> [INSTRUCTIONS FOR THE TASK]: Go to the line holding "filename src/events/app_event.rs" in the entries below and write out exactly every line down to and including the line holding "pub enum AppEvent".

> [DATA PROVIDED]:
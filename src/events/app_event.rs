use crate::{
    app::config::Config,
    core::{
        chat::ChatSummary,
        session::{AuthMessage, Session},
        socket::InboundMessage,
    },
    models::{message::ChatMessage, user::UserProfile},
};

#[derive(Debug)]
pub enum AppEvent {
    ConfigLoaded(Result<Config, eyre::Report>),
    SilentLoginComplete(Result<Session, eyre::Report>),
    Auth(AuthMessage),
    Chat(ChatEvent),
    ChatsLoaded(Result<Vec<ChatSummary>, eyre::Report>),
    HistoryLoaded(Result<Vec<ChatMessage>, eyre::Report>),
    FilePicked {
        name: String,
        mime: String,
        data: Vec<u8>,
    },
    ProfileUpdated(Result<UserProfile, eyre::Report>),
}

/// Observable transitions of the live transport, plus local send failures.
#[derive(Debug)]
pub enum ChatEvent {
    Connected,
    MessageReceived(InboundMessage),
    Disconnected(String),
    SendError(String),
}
--
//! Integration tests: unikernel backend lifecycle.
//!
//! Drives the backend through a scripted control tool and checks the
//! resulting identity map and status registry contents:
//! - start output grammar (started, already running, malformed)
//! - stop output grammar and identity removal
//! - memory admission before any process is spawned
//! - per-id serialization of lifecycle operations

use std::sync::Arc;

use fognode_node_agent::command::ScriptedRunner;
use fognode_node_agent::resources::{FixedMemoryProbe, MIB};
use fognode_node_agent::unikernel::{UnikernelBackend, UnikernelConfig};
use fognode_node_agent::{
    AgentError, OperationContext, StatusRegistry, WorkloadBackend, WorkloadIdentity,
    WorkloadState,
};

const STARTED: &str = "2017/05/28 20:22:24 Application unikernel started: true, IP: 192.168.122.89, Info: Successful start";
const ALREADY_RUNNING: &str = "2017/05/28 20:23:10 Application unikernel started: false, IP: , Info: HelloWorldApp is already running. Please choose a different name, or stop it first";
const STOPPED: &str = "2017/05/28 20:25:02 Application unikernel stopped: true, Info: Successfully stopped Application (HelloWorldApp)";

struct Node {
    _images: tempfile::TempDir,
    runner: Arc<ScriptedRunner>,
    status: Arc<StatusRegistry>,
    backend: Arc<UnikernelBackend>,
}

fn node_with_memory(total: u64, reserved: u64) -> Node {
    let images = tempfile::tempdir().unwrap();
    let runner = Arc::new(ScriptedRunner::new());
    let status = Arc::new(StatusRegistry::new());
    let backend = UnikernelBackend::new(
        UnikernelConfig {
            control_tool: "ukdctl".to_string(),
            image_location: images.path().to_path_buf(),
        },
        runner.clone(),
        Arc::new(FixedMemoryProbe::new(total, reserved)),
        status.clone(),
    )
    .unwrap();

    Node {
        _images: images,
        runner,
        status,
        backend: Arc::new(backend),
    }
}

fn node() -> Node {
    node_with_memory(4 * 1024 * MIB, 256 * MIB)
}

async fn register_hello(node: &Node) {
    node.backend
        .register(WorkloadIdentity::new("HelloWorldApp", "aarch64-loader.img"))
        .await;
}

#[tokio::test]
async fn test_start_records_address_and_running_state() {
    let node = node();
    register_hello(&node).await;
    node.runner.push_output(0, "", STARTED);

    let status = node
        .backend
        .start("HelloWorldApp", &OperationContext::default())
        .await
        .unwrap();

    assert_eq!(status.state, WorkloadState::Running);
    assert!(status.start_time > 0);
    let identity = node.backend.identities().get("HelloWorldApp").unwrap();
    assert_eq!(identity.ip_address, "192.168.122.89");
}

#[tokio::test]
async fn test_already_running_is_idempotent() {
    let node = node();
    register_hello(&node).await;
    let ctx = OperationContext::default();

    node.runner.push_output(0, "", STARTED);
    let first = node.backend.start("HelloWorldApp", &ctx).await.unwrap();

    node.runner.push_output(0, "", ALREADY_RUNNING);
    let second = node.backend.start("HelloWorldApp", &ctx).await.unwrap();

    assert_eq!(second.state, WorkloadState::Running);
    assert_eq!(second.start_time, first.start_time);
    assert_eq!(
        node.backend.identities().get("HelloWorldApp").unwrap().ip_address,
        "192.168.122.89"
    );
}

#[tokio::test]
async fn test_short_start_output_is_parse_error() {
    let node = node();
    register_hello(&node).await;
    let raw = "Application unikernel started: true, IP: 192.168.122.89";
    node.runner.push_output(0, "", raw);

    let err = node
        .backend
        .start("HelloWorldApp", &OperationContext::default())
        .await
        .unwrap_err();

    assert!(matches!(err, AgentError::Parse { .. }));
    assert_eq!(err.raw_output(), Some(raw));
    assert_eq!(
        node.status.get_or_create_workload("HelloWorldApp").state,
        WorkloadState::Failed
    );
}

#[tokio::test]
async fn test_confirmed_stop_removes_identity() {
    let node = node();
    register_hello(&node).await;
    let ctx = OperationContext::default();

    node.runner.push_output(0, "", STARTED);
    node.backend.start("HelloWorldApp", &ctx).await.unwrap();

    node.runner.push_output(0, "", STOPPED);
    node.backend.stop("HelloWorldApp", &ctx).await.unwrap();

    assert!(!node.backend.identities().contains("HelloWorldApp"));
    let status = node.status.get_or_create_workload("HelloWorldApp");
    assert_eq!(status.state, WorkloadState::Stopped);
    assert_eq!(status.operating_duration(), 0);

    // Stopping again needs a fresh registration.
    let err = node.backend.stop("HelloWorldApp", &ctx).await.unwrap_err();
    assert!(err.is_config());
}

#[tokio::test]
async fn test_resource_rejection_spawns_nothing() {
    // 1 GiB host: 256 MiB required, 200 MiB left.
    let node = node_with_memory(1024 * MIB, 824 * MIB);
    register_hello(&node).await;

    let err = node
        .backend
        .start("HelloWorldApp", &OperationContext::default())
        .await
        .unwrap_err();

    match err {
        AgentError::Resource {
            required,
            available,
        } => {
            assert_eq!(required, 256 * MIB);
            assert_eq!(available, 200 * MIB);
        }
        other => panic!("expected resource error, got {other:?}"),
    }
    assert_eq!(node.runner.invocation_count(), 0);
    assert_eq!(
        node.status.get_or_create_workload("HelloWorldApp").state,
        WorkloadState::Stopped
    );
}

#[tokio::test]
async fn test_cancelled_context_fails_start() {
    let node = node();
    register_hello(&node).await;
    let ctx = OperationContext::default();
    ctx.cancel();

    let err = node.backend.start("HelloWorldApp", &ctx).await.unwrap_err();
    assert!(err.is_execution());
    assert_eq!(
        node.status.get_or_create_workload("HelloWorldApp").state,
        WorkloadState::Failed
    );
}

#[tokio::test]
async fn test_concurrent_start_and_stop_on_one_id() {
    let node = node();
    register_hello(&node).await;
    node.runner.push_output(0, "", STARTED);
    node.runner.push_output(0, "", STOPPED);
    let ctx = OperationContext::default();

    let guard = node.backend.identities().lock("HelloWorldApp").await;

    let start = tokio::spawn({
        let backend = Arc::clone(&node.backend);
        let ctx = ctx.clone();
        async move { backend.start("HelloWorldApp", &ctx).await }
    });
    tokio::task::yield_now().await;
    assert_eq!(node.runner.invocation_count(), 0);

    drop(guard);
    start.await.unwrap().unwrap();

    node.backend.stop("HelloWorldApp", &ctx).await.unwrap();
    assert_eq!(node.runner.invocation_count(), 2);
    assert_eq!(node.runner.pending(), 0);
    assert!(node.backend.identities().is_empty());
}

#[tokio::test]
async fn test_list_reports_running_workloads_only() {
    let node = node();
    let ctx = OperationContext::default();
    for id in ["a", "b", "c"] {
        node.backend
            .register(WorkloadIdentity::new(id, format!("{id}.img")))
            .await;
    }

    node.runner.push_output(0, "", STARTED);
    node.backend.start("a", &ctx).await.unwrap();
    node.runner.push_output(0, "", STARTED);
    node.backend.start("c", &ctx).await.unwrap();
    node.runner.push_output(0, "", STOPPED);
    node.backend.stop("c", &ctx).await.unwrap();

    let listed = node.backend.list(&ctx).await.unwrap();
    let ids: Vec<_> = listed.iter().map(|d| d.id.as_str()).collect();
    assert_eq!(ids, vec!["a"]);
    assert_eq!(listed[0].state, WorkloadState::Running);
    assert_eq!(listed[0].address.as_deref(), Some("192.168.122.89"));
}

> [OUTPUT FOR THIS EXERCISE]:
filename src/events/app_event.rs
use crate::{
    app::config::Config,
    core::{
        chat::ChatSummary,
        session::{AuthMessage, Session},
        socket::InboundMessage,
    },
    models::{message::ChatMessage, user::UserProfile},
};

#[derive(Debug)]
pub enum AppEvent {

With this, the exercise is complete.